“Quando lemos aventuras, são histórias de heróis”, avalia Donald, protagonista do romance “No Mar”. “Mas agora que eu mesmo vim parar numa aventura, ela não tem nada de romântico.”
Se a realidade não tem nenhum romantismo, o olhar sonhador de Donald trata de fabricá-lo. Ele está a bordo do veleiro Ishmael, que recebeu o nome do personagem de “Moby Dick”. Está, diz, em um período sabático, afastado do escritório onde não é valorizado. Parece aliviado por escapar de um trabalho que exige ações automáticas, repetitivas e vazias.

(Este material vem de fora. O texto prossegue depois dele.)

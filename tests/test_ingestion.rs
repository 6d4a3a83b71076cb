use std::io::Write;

use ridehud::domain::IngestError;
use ridehud::ride_data::RideData;
use tempfile::NamedTempFile;

fn csv_file(contents: &str) -> NamedTempFile {
    let mut file = NamedTempFile::new().expect("Failed to create temp file");
    file.write_all(contents.as_bytes()).expect("Failed to write fixture");
    file
}

#[test]
fn test_load_skips_header_and_reads_rows() {
    let file = csv_file(
        "date/time,lat,lon\n\
         2023-05-14 05:10:00,23.20,77.40\n\
         2023-05-14 06:45:00,23.30,77.44\n",
    );

    let data = RideData::load(file.path(), 30_000).expect("Failed to load");
    assert_eq!(data.len(), 2);
    assert!((data.records()[0].lat - 23.20).abs() < f64::EPSILON);
}

#[test]
fn test_load_caps_at_limit() {
    let mut contents = String::from("date/time,lat,lon\n");
    for minute in 0..50 {
        contents.push_str(&format!("2023-05-14 05:{minute:02}:00,23.25,77.42\n"));
    }
    let file = csv_file(&contents);

    let data = RideData::load(file.path(), 10).expect("Failed to load");
    assert_eq!(data.len(), 10);
    // First rows of the file, in order
    assert_eq!(chrono::Timelike::minute(&data.records()[9].timestamp), 9);
}

#[test]
fn test_extra_columns_are_discarded() {
    let file = csv_file(
        "date/time,lat,lon,base,notes\n\
         2023-05-14 05:10:00,23.20,77.40,B02512,late pickup\n",
    );

    let data = RideData::load(file.path(), 30_000).expect("Failed to load");
    assert_eq!(data.len(), 1);
    assert!((data.records()[0].lon - 77.40).abs() < f64::EPSILON);
}

#[test]
fn test_bad_timestamp_rejects_with_row_number() {
    let file = csv_file(
        "date/time,lat,lon\n\
         2023-05-14 05:10:00,23.20,77.40\n\
         not-a-date,23.30,77.44\n",
    );

    let err = RideData::load(file.path(), 30_000).unwrap_err();
    match err {
        IngestError::BadTimestamp { row, value } => {
            assert_eq!(row, 2);
            assert_eq!(value, "not-a-date");
        }
        other => panic!("expected BadTimestamp, got {other}"),
    }
}

#[test]
fn test_bad_coordinate_rejects_load() {
    let file = csv_file(
        "date/time,lat,lon\n\
         2023-05-14 05:10:00,north-ish,77.40\n",
    );

    let err = RideData::load(file.path(), 30_000).unwrap_err();
    assert!(matches!(err, IngestError::BadCoordinate { row: 1, field: "latitude", .. }));
}

#[test]
fn test_short_row_rejects_load() {
    let file = csv_file(
        "date/time,lat,lon\n\
         2023-05-14 05:10:00,23.20\n",
    );

    let err = RideData::load(file.path(), 30_000).unwrap_err();
    assert!(matches!(err, IngestError::ShortRow { row: 1, found: 2 }));
}

#[test]
fn test_header_only_file_is_an_empty_batch() {
    let file = csv_file("date/time,lat,lon\n");
    let data = RideData::load(file.path(), 30_000).expect("Failed to load");
    assert!(data.is_empty());
}
//! # Terminal User Interface (TUI)
//!
//! Interactive terminal dashboard using `ratatui`.
//!
//! ## Panels
//!
//! - **Maps** - city overview plus the three reference places, scatter of
//!   the hour-filtered pickups
//! - **Histogram** - pickups per minute inside the selected window
//! - **Summary** - counts, share gauge, midpoint, peak minute
//!
//! ## View Modes
//!
//! - **Dashboard** - all panels (default)
//! - **Help** - keyboard overlay
//!
//! The hour selector drives everything: on every change the pure pipeline
//! (filter → histogram → midpoint) is re-invoked through the [`HourlyCache`]
//! and the panels are re-rendered. Empty windows render placeholders, never
//! errors.

// TUI rendering intentionally uses precision-losing casts for clarity
#![allow(clippy::cast_precision_loss, clippy::too_many_lines)]

use anyhow::Result;
use crossterm::{
    event::{self, Event, KeyCode, KeyEventKind},
    execute,
    terminal::{disable_raw_mode, enable_raw_mode, EnterAlternateScreen, LeaveAlternateScreen},
};
use ratatui::{
    backend::CrosstermBackend,
    layout::{Constraint, Direction, Layout, Rect},
    style::{Modifier, Style},
    text::{Line, Span},
    widgets::{Block, Borders, Paragraph},
    Terminal,
};
use std::io;
use std::time::Duration;

pub mod layout;

mod histogram;
mod map;
mod summary;
mod theme;

use histogram::HistogramPanel;
use layout::compute_layout;
use map::MapPanel;
use summary::SummaryPanel;
use theme::{ALERT_RED, BACKGROUND, CAB_YELLOW, INFO_DIM, PICKUP_GREEN};

use crate::analysis::{midpoint, HourView, HourlyCache, Midpoint};
use crate::domain::HourOfDay;
use crate::places::{CITY_ZOOM, REFERENCE_PLACES};
use crate::ride_data::RideData;

// =============================================================================
// STYLE CONSTANTS
// =============================================================================

const STYLE_HEADING: Style = Style::new().fg(CAB_YELLOW).add_modifier(Modifier::BOLD);
const STYLE_DIM: Style = Style::new().fg(INFO_DIM);
const STYLE_KEY: Style = Style::new().fg(CAB_YELLOW);
const STYLE_VALUE: Style = Style::new().fg(PICKUP_GREEN);

/// City overview plus three reference places.
const MAP_COUNT: usize = 4;

/// Current view mode determines what's displayed and how keys are handled
#[derive(Debug, Clone, Copy, PartialEq)]
enum ViewMode {
    /// Main view: maps, histogram, summary
    Dashboard,
    /// Help overlay with keyboard shortcuts
    Help,
}

// =============================================================================
// APP
// =============================================================================

/// TUI application over one immutable session batch.
pub struct App {
    /// Session batch (immutable after load)
    data: RideData,
    /// Per-hour memoization of the pure pipeline
    cache: HourlyCache,
    /// Pipeline results for the selected hour
    current: HourView,
    /// Whole-batch midpoint centering the city map (`None` for an empty batch)
    city_center: Option<Midpoint>,

    // UI state
    hour: HourOfDay,
    /// Which map is focused: 0 = city, 1..=3 = reference places
    focus: usize,
    view_mode: ViewMode,
    should_quit: bool,
}

impl App {
    #[must_use]
    pub fn new(data: RideData, hour: HourOfDay) -> Self {
        let city_center = midpoint(&data).ok();
        let mut cache = HourlyCache::new();
        let current = cache.view(&data, hour).clone();

        Self {
            data,
            cache,
            current,
            city_center,
            hour,
            focus: 0,
            view_mode: ViewMode::Dashboard,
            should_quit: false,
        }
    }

    /// Re-run the pipeline after a selector change (cache-backed).
    fn select_hour(&mut self, hour: HourOfDay) {
        self.hour = hour;
        self.current = self.cache.view(&self.data, hour).clone();
    }

    /// Handle keyboard input
    fn handle_key(&mut self, key: KeyCode) {
        match self.view_mode {
            ViewMode::Dashboard => match key {
                KeyCode::Char('q' | 'Q') => self.should_quit = true,
                KeyCode::Left | KeyCode::Char('h') => self.select_hour(self.hour.prev()),
                KeyCode::Right | KeyCode::Char('l') => self.select_hour(self.hour.next()),
                KeyCode::Tab | KeyCode::Char('m' | 'M') => {
                    self.focus = (self.focus + 1) % MAP_COUNT;
                }
                KeyCode::Char('?') => self.view_mode = ViewMode::Help,
                _ => {}
            },
            // Any key closes help
            ViewMode::Help => self.view_mode = ViewMode::Dashboard,
        }
    }

    /// Map panels in display order: city overview first, then the fixed
    /// reference places.
    fn map_panels(&self) -> Vec<MapPanel> {
        // Fall back to the central railway station when the batch is empty
        let city = self.city_center.map_or(
            (REFERENCE_PLACES[1].lat, REFERENCE_PLACES[1].lon),
            |m| (m.lat, m.lon),
        );

        let mut panels = vec![MapPanel::new(
            format!("Bhopal City {}", self.hour.window_caption()),
            city.0,
            city.1,
            CITY_ZOOM,
        )];
        for place in REFERENCE_PLACES {
            panels.push(MapPanel::new(place.name, place.lat, place.lon, place.zoom));
        }
        panels
    }

    fn render_header(&self, f: &mut ratatui::Frame, area: Rect) {
        let header = Paragraph::new(vec![Line::from(vec![
            Span::styled("RIDEHUD", STYLE_HEADING),
            Span::styled(" | ", STYLE_DIM),
            Span::styled(format!("{} records", self.data.len()), STYLE_VALUE),
            Span::styled(" | ", STYLE_DIM),
            Span::styled(self.hour.window_caption(), Style::new().fg(CAB_YELLOW)),
            Span::styled(" | ", STYLE_DIM),
            Span::styled(format!("cache {}/24", self.cache.populated_hours()), STYLE_DIM),
        ])])
        .block(Block::default().borders(Borders::ALL).border_style(Style::new().fg(PICKUP_GREEN)));
        f.render_widget(header, area);
    }

    fn render_status_bar(&self, f: &mut ratatui::Frame, area: Rect) {
        let status_line = Line::from(vec![
            Span::styled("←/→", STYLE_KEY),
            Span::styled(":Hour ", STYLE_DIM),
            Span::styled("Tab", STYLE_KEY),
            Span::styled(":Focus map ", STYLE_DIM),
            Span::styled("?", STYLE_KEY),
            Span::styled(":Help ", STYLE_DIM),
            Span::styled("Q", STYLE_KEY),
            Span::styled(":Quit ", STYLE_DIM),
            if self.current.batch.is_empty() {
                Span::styled("[Empty window]", Style::new().fg(ALERT_RED))
            } else {
                Span::styled("[Ready]", Style::new().fg(PICKUP_GREEN))
            },
        ]);

        let status = Paragraph::new(vec![status_line]).block(
            Block::default().borders(Borders::ALL).border_style(Style::default().fg(PICKUP_GREEN)),
        );
        f.render_widget(status, area);
    }

    /// Run the TUI event loop
    ///
    /// # Errors
    /// Returns an error if terminal setup or rendering fails
    pub fn run(mut self) -> Result<()> {
        // Setup terminal
        enable_raw_mode()?;
        let mut stdout = io::stdout();
        execute!(stdout, EnterAlternateScreen)?;
        let backend = CrosstermBackend::new(stdout);
        let mut terminal = Terminal::new(backend)?;

        // Main loop
        loop {
            terminal.draw(|f| {
                let config = compute_layout(f.area().width, f.area().height);

                let outer = Layout::default()
                    .direction(Direction::Vertical)
                    .constraints([
                        Constraint::Length(3), // Header
                        Constraint::Min(0),    // Maps
                        Constraint::Length(config.histogram_height),
                        Constraint::Length(3), // Status bar
                    ])
                    .split(f.area());

                self.render_header(f, outer[0]);

                // Map row, with an optional summary side panel
                if config.show_maps {
                    let (summary_area, maps_area) = if config.show_summary_panel {
                        let cols = Layout::default()
                            .direction(Direction::Horizontal)
                            .constraints([Constraint::Percentage(20), Constraint::Percentage(80)])
                            .split(outer[1]);
                        (Some(cols[0]), cols[1])
                    } else {
                        (None, outer[1])
                    };

                    if let Some(area) = summary_area {
                        SummaryPanel::new(&self.current, self.data.len(), self.hour)
                            .render(f, area);
                    }

                    let panels = self.map_panels();
                    let map_areas = Layout::default()
                        .direction(Direction::Horizontal)
                        .constraints(config.map_constraints())
                        .split(maps_area);

                    if config.show_all_maps {
                        for (idx, panel) in panels.iter().enumerate() {
                            panel.render(f, map_areas[idx], &self.current.batch, idx == self.focus);
                        }
                    } else {
                        panels[self.focus].render(f, map_areas[0], &self.current.batch, true);
                    }
                }

                HistogramPanel::render(f, outer[2], &self.current.histogram, self.hour);
                self.render_status_bar(f, outer[3]);

                if self.view_mode == ViewMode::Help {
                    render_help_overlay(f, f.area());
                }
            })?;

            // Handle input
            if event::poll(Duration::from_millis(100))? {
                if let Event::Key(key) = event::read()? {
                    if key.kind == KeyEventKind::Press {
                        self.handle_key(key.code);
                    }
                }
            }

            if self.should_quit {
                break;
            }
        }

        // Cleanup terminal
        disable_raw_mode()?;
        execute!(terminal.backend_mut(), LeaveAlternateScreen)?;
        terminal.show_cursor()?;

        Ok(())
    }
}

/// Launch the dashboard over a loaded batch.
///
/// # Errors
/// Returns an error if terminal setup or rendering fails
pub fn run(data: RideData, hour: HourOfDay) -> Result<()> {
    App::new(data, hour).run()
}

// =============================================================================
// OVERLAYS
// =============================================================================

/// Render the help overlay explaining panels and keyboard shortcuts
fn render_help_overlay(f: &mut ratatui::Frame, area: Rect) {
    let popup_area = centered_popup(area, 70, 18);

    let help_text = vec![
        Line::from(""),
        Line::from(Span::styled("  What You're Looking At", STYLE_HEADING)),
        Line::from(Span::styled(
            "  Each map plots the pickups of the selected hour window around a",
            STYLE_DIM,
        )),
        Line::from(Span::styled(
            "  fixed center: the whole city, the airport and two rail stations.",
            STYLE_DIM,
        )),
        Line::from(Span::styled(
            "  The sparkline below breaks the same window down per minute.",
            STYLE_DIM,
        )),
        Line::from(""),
        Line::from(Span::styled("  Keys", STYLE_HEADING)),
        Line::from(vec![
            Span::styled("  ←/→", STYLE_KEY),
            Span::styled(" Change hour (wraps at midnight)", STYLE_DIM),
        ]),
        Line::from(vec![
            Span::styled("  Tab", STYLE_KEY),
            Span::styled(" Focus the next map (the focused one fills narrow terminals)", STYLE_DIM),
        ]),
        Line::from(vec![
            Span::styled("  ?", STYLE_KEY),
            Span::styled(" This overlay   ", STYLE_DIM),
            Span::styled("Q", STYLE_KEY),
            Span::styled(" Quit", STYLE_DIM),
        ]),
        Line::from(""),
        Line::from(Span::styled("  Press any key to close", STYLE_DIM)),
    ];

    let help_widget = Paragraph::new(help_text).block(
        Block::default()
            .borders(Borders::ALL)
            .title(" Help ")
            .style(Style::new().bg(BACKGROUND).fg(PICKUP_GREEN)),
    );

    f.render_widget(ratatui::widgets::Clear, popup_area);
    f.render_widget(help_widget, popup_area);
}

/// Create a centered popup area with given width percentage and height in lines
fn centered_popup(area: Rect, width_percent: u16, height_lines: u16) -> Rect {
    let vertical = Layout::default()
        .direction(Direction::Vertical)
        .constraints([Constraint::Fill(1), Constraint::Length(height_lines), Constraint::Fill(1)])
        .split(area);

    Layout::default()
        .direction(Direction::Horizontal)
        .constraints([
            Constraint::Percentage((100 - width_percent) / 2),
            Constraint::Percentage(width_percent),
            Constraint::Percentage((100 - width_percent) / 2),
        ])
        .split(vertical[1])[1]
}

#[cfg(test)]
mod tests {
    use super::*;
    use chrono::NaiveDate;
    use crate::ride_data::PickupRecord;

    fn sample_app() -> App {
        let ts = |h: u32, m: u32| {
            NaiveDate::from_ymd_opt(2023, 5, 14)
                .unwrap()
                .and_hms_opt(h, m, 0)
                .unwrap()
        };
        let data = RideData::from_records(vec![
            PickupRecord { timestamp: ts(5, 10), lat: 23.2, lon: 77.4 },
            PickupRecord { timestamp: ts(6, 45), lat: 23.3, lon: 77.44 },
        ]);
        App::new(data, HourOfDay::new(5).unwrap())
    }

    #[test]
    fn test_hour_keys_rerun_pipeline() {
        let mut app = sample_app();
        assert_eq!(app.current.batch.len(), 1);

        app.handle_key(KeyCode::Right);
        assert_eq!(app.hour.get(), 6);
        assert_eq!(app.current.batch.len(), 1);

        app.handle_key(KeyCode::Right);
        assert_eq!(app.hour.get(), 7);
        assert!(app.current.batch.is_empty());

        // Three distinct hours touched, all memoized
        assert_eq!(app.cache.populated_hours(), 3);
    }

    #[test]
    fn test_hour_wraps_at_midnight() {
        let mut app = sample_app();
        for _ in 0..19 {
            app.handle_key(KeyCode::Right);
        }
        assert_eq!(app.hour.get(), 0);
        app.handle_key(KeyCode::Left);
        assert_eq!(app.hour.get(), 23);
    }

    #[test]
    fn test_focus_cycles_all_maps() {
        let mut app = sample_app();
        for expected in [1, 2, 3, 0] {
            app.handle_key(KeyCode::Tab);
            assert_eq!(app.focus, expected);
        }
    }

    #[test]
    fn test_help_opens_and_any_key_closes() {
        let mut app = sample_app();
        app.handle_key(KeyCode::Char('?'));
        assert_eq!(app.view_mode, ViewMode::Help);
        app.handle_key(KeyCode::Char('x'));
        assert_eq!(app.view_mode, ViewMode::Dashboard);
    }

    #[test]
    fn test_quit_key() {
        let mut app = sample_app();
        app.handle_key(KeyCode::Char('q'));
        assert!(app.should_quit);
    }

    #[test]
    fn test_map_panels_city_first() {
        let app = sample_app();
        let panels = app.map_panels();
        assert_eq!(panels.len(), MAP_COUNT);
    }
}
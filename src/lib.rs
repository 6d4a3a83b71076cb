//! # ridehud - Terminal Dashboard for Hourly Ride-Pickup Exploration
//!
//! ridehud ingests a bounded sample of geolocated ride-pickup timestamps
//! from a CSV file and renders, per selected hour of day, scatter maps of
//! the pickups and a per-minute histogram in a terminal UI.
//!
//! ## Architecture Overview
//!
//! ```text
//! ┌──────────────┐   ┌────────────────────────────┐   ┌──────────────┐
//! │  Ingestion   │──▶│       Pure Pipeline        │──▶│     TUI      │
//! │ (CSV, once)  │   │ filter → histogram/midpoint│   │  (Terminal)  │
//! └──────────────┘   └────────────────────────────┘   └──────────────┘
//!        │                        ▲
//!        ▼                        │ hour selector (keyboard)
//!   RideData (immutable) ─────────┘
//! ```
//!
//! The batch is loaded once per session and never mutated; everything
//! downstream is a deterministic pure function of the batch and the hour
//! selector, memoized per hour in an explicit cache.
//!
//! ## Module Structure
//!
//! - [`ride_data`]: record model and bounded CSV ingestion
//! - [`analysis`]: hour filter, minute histogram, midpoint, per-hour cache
//! - [`places`]: fixed reference map centers (static configuration)
//! - [`tui`]: terminal dashboard (maps, histogram, summary, help)
//! - [`preflight`]: data-file sanity checks before ingestion
//! - [`cli`]: command-line argument parsing
//! - [`domain`]: validated selector types and structured errors
//!
//! ## Typical Usage
//!
//! ```bash
//! # Interactive dashboard over the first 30000 rows
//! ridehud pickups.csv --hour 17
//!
//! # Non-interactive JSON summary of one hour window
//! ridehud pickups.csv --hour 17 --headless
//! ```

pub mod analysis;
pub mod cli;
pub mod domain;
pub mod places;
pub mod preflight;
pub mod ride_data;
pub mod tui;
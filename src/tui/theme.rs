//! TUI color theme
//!
//! Taxi-inspired color scheme for the terminal dashboard.

use ratatui::style::Color;

pub const CAB_YELLOW: Color = Color::Rgb(255, 191, 0);
pub const PICKUP_GREEN: Color = Color::Rgb(0, 220, 90);
pub const ALERT_RED: Color = Color::Rgb(255, 64, 64);
pub const INFO_DIM: Color = Color::Rgb(130, 130, 130);
pub const BACKGROUND: Color = Color::Rgb(12, 12, 16);

/// Color for an hour's share of the day's pickups.
/// - Above 10%: a hot window (yellow)
/// - Above 0%: normal activity (green)
/// - Zero: dimmed
#[must_use]
pub fn share_color(percentage: f64) -> Color {
    if percentage > 10.0 {
        CAB_YELLOW
    } else if percentage > 0.0 {
        PICKUP_GREEN
    } else {
        INFO_DIM
    }
}

/// Fixed-width `▓░` gauge for a percentage in `[0, 100]`.
#[must_use]
pub fn gauge_bar(percentage: f64, width: usize) -> String {
    let clamped = percentage.clamp(0.0, 100.0);
    #[allow(clippy::cast_possible_truncation, clippy::cast_sign_loss)]
    let filled = ((clamped / 100.0) * width as f64).round() as usize;
    format!("{}{}", "▓".repeat(filled.min(width)), "░".repeat(width - filled.min(width)))
}

#[cfg(test)]
mod tests {
    use super::*;

    #[test]
    fn test_gauge_bar_bounds() {
        assert_eq!(gauge_bar(0.0, 10), "░░░░░░░░░░");
        assert_eq!(gauge_bar(100.0, 10), "▓▓▓▓▓▓▓▓▓▓");
        assert_eq!(gauge_bar(150.0, 4), "▓▓▓▓");
        assert_eq!(gauge_bar(50.0, 10).chars().count(), 10);
    }

    #[test]
    fn test_share_color_thresholds() {
        assert_eq!(share_color(25.0), CAB_YELLOW);
        assert_eq!(share_color(5.0), PICKUP_GREEN);
        assert_eq!(share_color(0.0), INFO_DIM);
    }
}
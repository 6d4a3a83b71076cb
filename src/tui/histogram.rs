//! Minute-of-hour histogram panel
//!
//! Sparkline over the 60 fixed buckets, one column per minute where the
//! terminal allows it, with a caption summarizing total and peak.

use ratatui::{
    layout::{Constraint, Direction, Layout, Rect},
    style::Style,
    text::{Line, Span},
    widgets::{Block, Borders, Paragraph, Sparkline},
    Frame,
};

use super::theme::{CAB_YELLOW, INFO_DIM, PICKUP_GREEN};
use crate::analysis::MinuteHistogram;
use crate::domain::HourOfDay;

pub struct HistogramPanel;

impl HistogramPanel {
    pub fn render(f: &mut Frame, area: Rect, histogram: &MinuteHistogram, hour: HourOfDay) {
        let block = Block::default()
            .borders(Borders::ALL)
            .title(format!("Pickups per minute {}", hour.window_caption()))
            .border_style(Style::default().fg(PICKUP_GREEN));
        let inner = block.inner(area);
        f.render_widget(block, area);

        let rows = Layout::default()
            .direction(Direction::Vertical)
            .constraints([Constraint::Length(1), Constraint::Min(0)])
            .split(inner);

        // Caption: totals and the busiest minute
        let caption = match histogram.peak() {
            Some((minute, count)) => Line::from(vec![
                Span::styled(" total ", Style::default().fg(INFO_DIM)),
                Span::styled(format!("{}", histogram.total()), Style::default().fg(PICKUP_GREEN)),
                Span::styled("  peak ", Style::default().fg(INFO_DIM)),
                Span::styled(
                    format!("{}:{minute:02}", hour.get()),
                    Style::default().fg(CAB_YELLOW),
                ),
                Span::styled(format!(" ({count})"), Style::default().fg(INFO_DIM)),
            ]),
            None => Line::from(Span::styled(
                " no pickups in this window",
                Style::default().fg(INFO_DIM),
            )),
        };
        f.render_widget(Paragraph::new(caption), rows[0]);

        let data: Vec<u64> = histogram.buckets().iter().map(|&c| u64::from(c)).collect();
        let sparkline = Sparkline::default()
            .data(&data)
            .style(Style::default().fg(PICKUP_GREEN));
        f.render_widget(sparkline, rows[1]);
    }
}
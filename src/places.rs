//! Fixed geographic reference points
//!
//! Alternate map centers for the dashboard: static configuration, not
//! derived data. Coordinates are WGS84 degrees; `zoom` is a web-mercator
//! zoom level that the map panel converts into a canvas degree span.

/// A named map center with its preferred zoom level.
#[derive(Debug, Clone, Copy, PartialEq)]
pub struct Place {
    pub name: &'static str,
    pub lat: f64,
    pub lon: f64,
    pub zoom: u8,
}

/// Zoom used for the whole-city overview map.
pub const CITY_ZOOM: u8 = 11;

pub const RAJA_BHOJ_AIRPORT: Place = Place {
    name: "Raja Bhoj Intl Airport",
    lat: 23.290_374,
    lon: 77.333_208,
    zoom: 12,
};

pub const BHOPAL_JUNCTION: Place = Place {
    name: "Bhopal Junction Rly Stn",
    lat: 23.267_76,
    lon: 77.414_001,
    zoom: 12,
};

pub const KAMLAPATI_STATION: Place = Place {
    name: "Kamlapati Rly Stn",
    lat: 23.223_127_417_1,
    lon: 77.439_783_206_6,
    zoom: 12,
};

/// Reference places shown alongside the city overview, in display order.
pub const REFERENCE_PLACES: [Place; 3] = [RAJA_BHOJ_AIRPORT, BHOPAL_JUNCTION, KAMLAPATI_STATION];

Viver em terra firme pressupõe, para Donald, aderir ao mundo corporativo – algo que ele rejeita. Para o protagonista, o conceito de sobrevivência levado às últimas consequências é o que garante alguma emoção. Assim, parte para uma temporada no mar. Um de seus objetivos é mostrar à filha, Maria, que a existência acomoda diferentes escolhas.
Toine Heijmans. Tradução de Mariângela Guimarães. Cosac Naify, 160 pp., R$ 32,90.
Donald passa três meses velejando pelo Mar do Norte. O livro, porém, se ocupa somente da etapa final da jornada, na qual Donald ganha a companhia de Maria no Ishmael. A estimativa é que a travessia entre Thyborøn, na Dinamarca, e Harlingen, na Holanda, dure 48 horas.
Donald quer ser o herói de sua aventura. Quer ser um herói aos olhos da filha. Parece, a despeito da pequena distância que deve percorrer para voltar para casa, cada vez mais próximo de fracassar. Se falhar, está condenado a ver a si mesmo como um sujeito medíocre.
Desde as primeiras páginas é possível notar que algo vai mal. Ao checar a cabine onde a filha dorme, Donald não a encontra.
A partir daí, o leitor passa a procurar sinais do que pode ter acontecido. Com a narração hábil do escritor holandês Toine Heijmans, ações ou pensamentos simples ganham contornos sinistros.
O nome do protagonista foi inspirado em Donald Crowhurst, navegador inexperiente conhecido por uma travessia malsucedida empreendida em 1969. Crowhurst, que ficou completamente louco, acabou morrendo.
Mesmo privilegiando a construção de um personagem interessante, o autor não descuida das descrições de uma aventura com bons momentos de tensão.
Livro de estreia do jornalista holandês Toine Heijmans, “No Mar” descreve a curta trajetória de um homem que, ao tentar escapar da falta de sentindo do mundo domesticado, descobre a mesma falta de sentido na indiferença brutal do mar que o cerca. Como Crowhurst.
Donald, a despeito do que ele mesmo acredita, é um perfeito anti-herói romântico. Resta saber se o sofrimento que resulta de suas escolhas extremas é preferível à apatia.